**Exercise goal:** An exact reproduction of all the entries is the expected answer.

**Data records:**

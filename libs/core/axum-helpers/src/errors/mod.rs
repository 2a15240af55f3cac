pub mod handlers;
pub mod responses;

use axum::{
    Json,
    extract::rejection::{JsonRejection, QueryRejection},
    http::StatusCode,
    response::{IntoResponse, Response},
};
use serde::{Deserialize, Serialize};
use thiserror::Error;
use utoipa::ToSchema;

/// Standard error response structure.
///
/// Every error is rendered as a single human-readable message:
///
/// ```json
/// { "error": "Email already exists" }
/// ```
#[derive(Debug, Clone, PartialEq, Eq, Serialize, Deserialize, ToSchema)]
pub struct ErrorResponse {
    /// Human-readable error message
    pub error: String,
}

/// Application error type that can be converted to HTTP responses.
#[derive(Debug, Error)]
#[non_exhaustive]
pub enum AppError {
    #[error("JSON extraction error: {0}")]
    JsonExtractorRejection(#[from] JsonRejection),

    #[error("Query extraction error: {0}")]
    QueryExtractorRejection(#[from] QueryRejection),

    #[error("Bad Request: {0}")]
    BadRequest(String),

    #[error("Not Found: {0}")]
    NotFound(String),

    #[error("Internal Server Error: {0}")]
    InternalServerError(String),

    #[error("Service Unavailable: {0}")]
    ServiceUnavailable(String),
}

impl AppError {
    /// HTTP status this error is rendered with.
    pub fn status(&self) -> StatusCode {
        match self {
            AppError::JsonExtractorRejection(_)
            | AppError::QueryExtractorRejection(_)
            | AppError::BadRequest(_) => StatusCode::BAD_REQUEST,
            AppError::NotFound(_) => StatusCode::NOT_FOUND,
            AppError::InternalServerError(_) => StatusCode::INTERNAL_SERVER_ERROR,
            AppError::ServiceUnavailable(_) => StatusCode::SERVICE_UNAVAILABLE,
        }
    }
}

impl IntoResponse for AppError {
    fn into_response(self) -> Response {
        let status = self.status();
        let message = match self {
            AppError::JsonExtractorRejection(e) => {
                tracing::warn!("JSON extraction error: {:?}", e);
                e.body_text()
            }
            AppError::QueryExtractorRejection(e) => {
                tracing::info!("Query extraction error: {}", e);
                e.body_text()
            }
            AppError::BadRequest(msg) => {
                tracing::info!("Bad request: {}", msg);
                msg
            }
            AppError::NotFound(msg) => {
                tracing::info!("Not found: {}", msg);
                msg
            }
            AppError::InternalServerError(msg) => {
                tracing::error!("Internal server error: {}", msg);
                msg
            }
            AppError::ServiceUnavailable(msg) => {
                tracing::warn!("Service unavailable: {}", msg);
                msg
            }
        };

        error_response(status, message)
    }
}

/// Helper function to create error responses.
pub fn error_response(status: StatusCode, message: impl Into<String>) -> Response {
    let body = Json(ErrorResponse {
        error: message.into(),
    });

    (status, body).into_response()
}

**Output:**
filename libs/core/axum-helpers/src/errors/mod.rs
repository 2a15240af55f3cac
pub mod handlers;
pub mod responses;

use axum::{
    Json,
    extract::rejection::{JsonRejection, QueryRejection},
    http::StatusCode,
    response::{IntoResponse, Response},
};
use serde::{Deserialize, Serialize};
use thiserror::Error;
use utoipa::ToSchema;

/// Standard error response structure.
///
/// Every error is rendered as a single human-readable message:
///
/// ```json
/// { "error": "Email already exists" }
/// ```
#[derive(Debug, Clone, PartialEq, Eq, Serialize, Deserialize, ToSchema)]
pub struct ErrorResponse {
    /// Human-readable error message
    pub error: String,
}

/// Application error type that can be converted to HTTP responses.
#[derive(Debug, Error)]
#[non_exhaustive]
pub enum AppError {
    #[error("JSON extraction error: {0}")]
    JsonExtractorRejection(#[from] JsonRejection),

    #[error("Query extraction error: {0}")]
    QueryExtractorRejection(#[from] QueryRejection),

    #[error("Bad Request: {0}")]
    BadRequest(String),

    #[error("Not Found: {0}")]
    NotFound(String),

    #[error("Internal Server Error: {0}")]
    InternalServerError(String),

    #[error("Service Unavailable: {0}")]
    ServiceUnavailable(String),
}

impl AppError {
    /// HTTP status this error is rendered with.
    pub fn status(&self) -> StatusCode {
        match self {
            AppError::JsonExtractorRejection(_)
            | AppError::QueryExtractorRejection(_)
            | AppError::BadRequest(_) => StatusCode::BAD_REQUEST,
            AppError::NotFound(_) => StatusCode::NOT_FOUND,
            AppError::InternalServerError(_) => StatusCode::INTERNAL_SERVER_ERROR,
            AppError::ServiceUnavailable(_) => StatusCode::SERVICE_UNAVAILABLE,
        }
    }
}

impl IntoResponse for AppError {
    fn into_response(self) -> Response {
        let status = self.status();
        let message = match self {
            AppError::JsonExtractorRejection(e) => {
                tracing::warn!("JSON extraction error: {:?}", e);
                e.body_text()
            }
            AppError::QueryExtractorRejection(e) => {
                tracing::info!("Query extraction error: {}", e);
                e.body_text()
            }
            AppError::BadRequest(msg) => {
                tracing::info!("Bad request: {}", msg);
                msg
            }
            AppError::NotFound(msg) => {
                tracing::info!("Not found: {}", msg);
                msg
            }
            AppError::InternalServerError(msg) => {
                tracing::error!("Internal server error: {}", msg);
                msg
            }
            AppError::ServiceUnavailable(msg) => {
                tracing::warn!("Service unavailable: {}", msg);
                msg
            }
        };

        error_response(status, message)
    }
}

/// Helper function to create error responses.
pub fn error_response(status: StatusCode, message: impl Into<String>) -> Response {
    let body = Json(ErrorResponse {
        error: message.into(),
    });

    (status, body).into_response()
}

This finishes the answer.